_Exercise details_
Set every line of the listing down again, keeping it identical.

_Extracted records_
____

use crate::{
    errors::{NotebookError, Result},
    executor::ExecutionOutcome,
};
use serde::{Deserialize, Serialize};
use uuid::Uuid;

#[derive(Debug, Clone, Copy, Serialize, Deserialize, PartialEq, Eq, Default)]
#[serde(rename_all = "lowercase")]
pub enum CellStatus {
    #[default]
    Idle,
    Executing,
    Succeeded,
    Failed,
}

/// One notebook code cell and its last execution.
///
/// Code written by the assistant carries `ai_generated` and must be
/// confirmed with [`Cell::confirm_review`] before it may run. Editing the
/// source by hand takes ownership of it and lifts the gate.
#[derive(Debug, Clone, Serialize, Deserialize, PartialEq)]
#[serde(rename_all = "camelCase")]
pub struct Cell {
    pub id: String,
    pub source: String,
    pub status: CellStatus,
    pub ai_generated: bool,
    pub review_confirmed: bool,
    #[serde(default, skip_serializing_if = "Option::is_none")]
    pub outcome: Option<ExecutionOutcome>,
}

impl Default for Cell {
    fn default() -> Self {
        Self::new(String::new())
    }
}

impl Cell {
    pub fn new(source: impl Into<String>) -> Self {
        Self {
            id: Uuid::new_v4().to_string(),
            source: source.into(),
            status: CellStatus::Idle,
            ai_generated: false,
            review_confirmed: false,
            outcome: None,
        }
    }

    /// Replace the source with a user edit
    pub fn edit_source(&mut self, source: impl Into<String>) {
        self.source = source.into();
        self.ai_generated = false;
        self.review_confirmed = false;
    }

    /// Replace the source with assistant output that still needs review
    pub fn set_generated_source(&mut self, source: impl Into<String>) {
        self.source = source.into();
        self.ai_generated = true;
        self.review_confirmed = false;
    }

    pub fn confirm_review(&mut self) {
        self.review_confirmed = true;
    }

    pub fn needs_review(&self) -> bool {
        self.ai_generated && !self.review_confirmed
    }

    /// Enter `Executing`. Allowed from every state once review is settled.
    pub fn begin_execution(&mut self) -> Result<()> {
        if self.needs_review() {
            return Err(NotebookError::ReviewRequired);
        }
        self.status = CellStatus::Executing;
        Ok(())
    }

    pub fn complete(&mut self, outcome: ExecutionOutcome) {
        self.status = if outcome.success {
            CellStatus::Succeeded
        } else {
            CellStatus::Failed
        };
        self.outcome = Some(outcome);
    }

    pub fn is_executing(&self) -> bool {
        self.status == CellStatus::Executing
    }
}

____

_Answer space_
use crate::{
    errors::{NotebookError, Result},
    executor::ExecutionOutcome,
};
use serde::{Deserialize, Serialize};
use uuid::Uuid;

#[derive(Debug, Clone, Copy, Serialize, Deserialize, PartialEq, Eq, Default)]
#[serde(rename_all = "lowercase")]
pub enum CellStatus {
    #[default]
    Idle,
    Executing,
    Succeeded,
    Failed,
}

/// One notebook code cell and its last execution.
///
/// Code written by the assistant carries `ai_generated` and must be
/// confirmed with [`Cell::confirm_review`] before it may run. Editing the
/// source by hand takes ownership of it and lifts the gate.
#[derive(Debug, Clone, Serialize, Deserialize, PartialEq)]
#[serde(rename_all = "camelCase")]
pub struct Cell {
    pub id: String,
    pub source: String,
    pub status: CellStatus,
    pub ai_generated: bool,
    pub review_confirmed: bool,
    #[serde(default, skip_serializing_if = "Option::is_none")]
    pub outcome: Option<ExecutionOutcome>,
}

impl Default for Cell {
    fn default() -> Self {
        Self::new(String::new())
    }
}

impl Cell {
    pub fn new(source: impl Into<String>) -> Self {
        Self {
            id: Uuid::new_v4().to_string(),
            source: source.into(),
            status: CellStatus::Idle,
            ai_generated: false,
            review_confirmed: false,
            outcome: None,
        }
    }

    /// Replace the source with a user edit
    pub fn edit_source(&mut self, source: impl Into<String>) {
        self.source = source.into();
        self.ai_generated = false;
        self.review_confirmed = false;
    }

    /// Replace the source with assistant output that still needs review
    pub fn set_generated_source(&mut self, source: impl Into<String>) {
        self.source = source.into();
        self.ai_generated = true;
        self.review_confirmed = false;
    }

    pub fn confirm_review(&mut self) {
        self.review_confirmed = true;
    }

    pub fn needs_review(&self) -> bool {
        self.ai_generated && !self.review_confirmed
    }

    /// Enter `Executing`. Allowed from every state once review is settled.
    pub fn begin_execution(&mut self) -> Result<()> {
        if self.needs_review() {
            return Err(NotebookError::ReviewRequired);
        }
        self.status = CellStatus::Executing;
        Ok(())
    }

    pub fn complete(&mut self, outcome: ExecutionOutcome) {
        self.status = if outcome.success {
            CellStatus::Succeeded
        } else {
            CellStatus::Failed
        };
        self.outcome = Some(outcome);
    }

    pub fn is_executing(&self) -> bool {
        self.status == CellStatus::Executing
    }
}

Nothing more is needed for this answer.